Sucata, o que aquelas coisas eram. Não tinham mais a forma de seus homens,
eram só lataria metálica esparramada, fatiada.
McMillan
não parou para observá-los.
Desceu as
escadas dois degraus por vez, procurando os garotos. Seguia o rastro do cabelo
longo de Lyra, que chicoteava o ar à sua frente. Eles corriam rápido para
garotos que mal tinham treino.
Não… eles tinham treino. Não só preparo físico. Eles conheciam arte
marcial e esgrima. Além da magia.
Lyra parou
no meio do corredor e arrombou uma porta com a bota. Assim, só um chute e ela
caiu. Era uma porta de ferro, como
ela conseguiu? Talvez do mesmo modo como ela tirou dois dentes de sua boca com
um soco.
Todos
entraram. Era uma sala escura, mas as luzes acenderam com um estalar de dedos
da garota.
— Onde,
Pyro? – ela começou.
— Embaixo.
Três andares abaixo, aliás. Aqui cairemos em um corredor… acho. Não sou bom
nisso, Lílian teria que estar aqui.
—
Esburacamos tudo até dar certo – ela disse.
— Acho que
eu deveria ir direto ao cilindro, Lyra.
— Não, que
merda! Você sozinho lá? É idiota ou o quê? Lílian tem que aparecer primeiro!

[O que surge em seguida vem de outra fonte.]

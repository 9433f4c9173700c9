//! Database entity definitions.
//!
//! Entities are direct mappings to database rows.

pub mod alert_settings;
pub mod audit_log;
pub mod building;
pub mod device;
pub mod device_activity;
pub mod extension;
pub mod network;

pub use alert_settings::AlertSettingsEntity;
pub use audit_log::AuditLogEntity;
pub use building::{BuildingEntity, BuildingStatusEntity};
pub use device::DeviceEntity;
pub use device_activity::DeviceActivityEntity;
pub use extension::ExtensionEntity;
pub use network::{CampusCountsEntity, NetworkEntity};
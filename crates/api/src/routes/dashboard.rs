//! Campus dashboard.

use axum::{extract::State, routing::get, Json, Router};
use domain::models::{DashboardSummary, Device};
use persistence::repositories::DeviceRepository;
use tracing::debug;

use crate::app::AppState;
use crate::error::ApiError;
use crate::services::monitoring;

pub fn router() -> Router<AppState> {
    Router::new().route("/", get(get_dashboard))
}

/// GET /api/v1/dashboard
pub async fn get_dashboard(
    State(state): State<AppState>,
) -> Result<Json<DashboardSummary>, ApiError> {
    let settings = state.settings().await;

    let counts = monitoring::campus_counts(&state.pool).await?;
    let buildings = monitoring::building_statuses(&state.pool, &settings).await?;
    let critical = DeviceRepository::new(state.pool.clone())
        .find_offline_critical()
        .await?
        .into_iter()
        .map(Device::from)
        .collect();

    let summary = DashboardSummary::new(counts, buildings, critical, &settings);
    debug!(
        total_devices = summary.total_devices,
        offline_devices = summary.offline_devices,
        alert_level = summary.alert_level.as_str(),
        "Dashboard built"
    );

    Ok(Json(summary))
}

Acha que eu não estou vendo o seu estado,
Pyro? – ela quase gritou.
Ela tinha
razão. O garoto do cabelo vermelho estava em farrapos. A roupa estava queimada
em vários pontos, cheia de fuligem. Onde não tinha fuligem tinha sangue. O
braço direito dele estava melado e sujo de terra, além de muito inchado. McMillan podia jurar que o osso estava fraturado,
mas o garoto não parecia sentir dor.
— E você
colou o osso errado, não é? – ela o olhou.
— Não
tinha muito tempo pra consertar. Isso vai dar trabalho depois, eu sei. E há um
modelo que é mais forte e esperto que os outros. Com um chute ele destruiu um
ou dois dos meus órgãos. Dá pra abrir esse buraco rápido, Lyra? Você nunca se
preocupou comigo, por que isso agora? – ele parecia intrigado.
Ela
franziu o cenho.
— Porque
não fui eu quem fez esses ferimentos.
– Lyra fechou a mão em punho e socou o chão. O piso trincou, e ela socou mais
duas vezes. Na segunda, desmoronou uma parte, e com um chute, ela alargou a
passagem para o andar de baixo.
— Que
força é essa, garota? Isso não é…
— Normal?
Achei que você já tinha reparado que eu não sou normal, Estorvo. Pulem.
Chris se
apressou e pulou, caindo de mau jeito lá embaixo. McMillan pulou logo atrás.
— Vá,
Lyra. Eu cubro a retaguar-
A porta se
abriu, e Pyro lançou energia para destruir o autômato que vinha. Tom se armou.
— Melhor
ir. – Tom reforçou. – Sério, aqueles dois não vão durar nada lá embaixo sem um…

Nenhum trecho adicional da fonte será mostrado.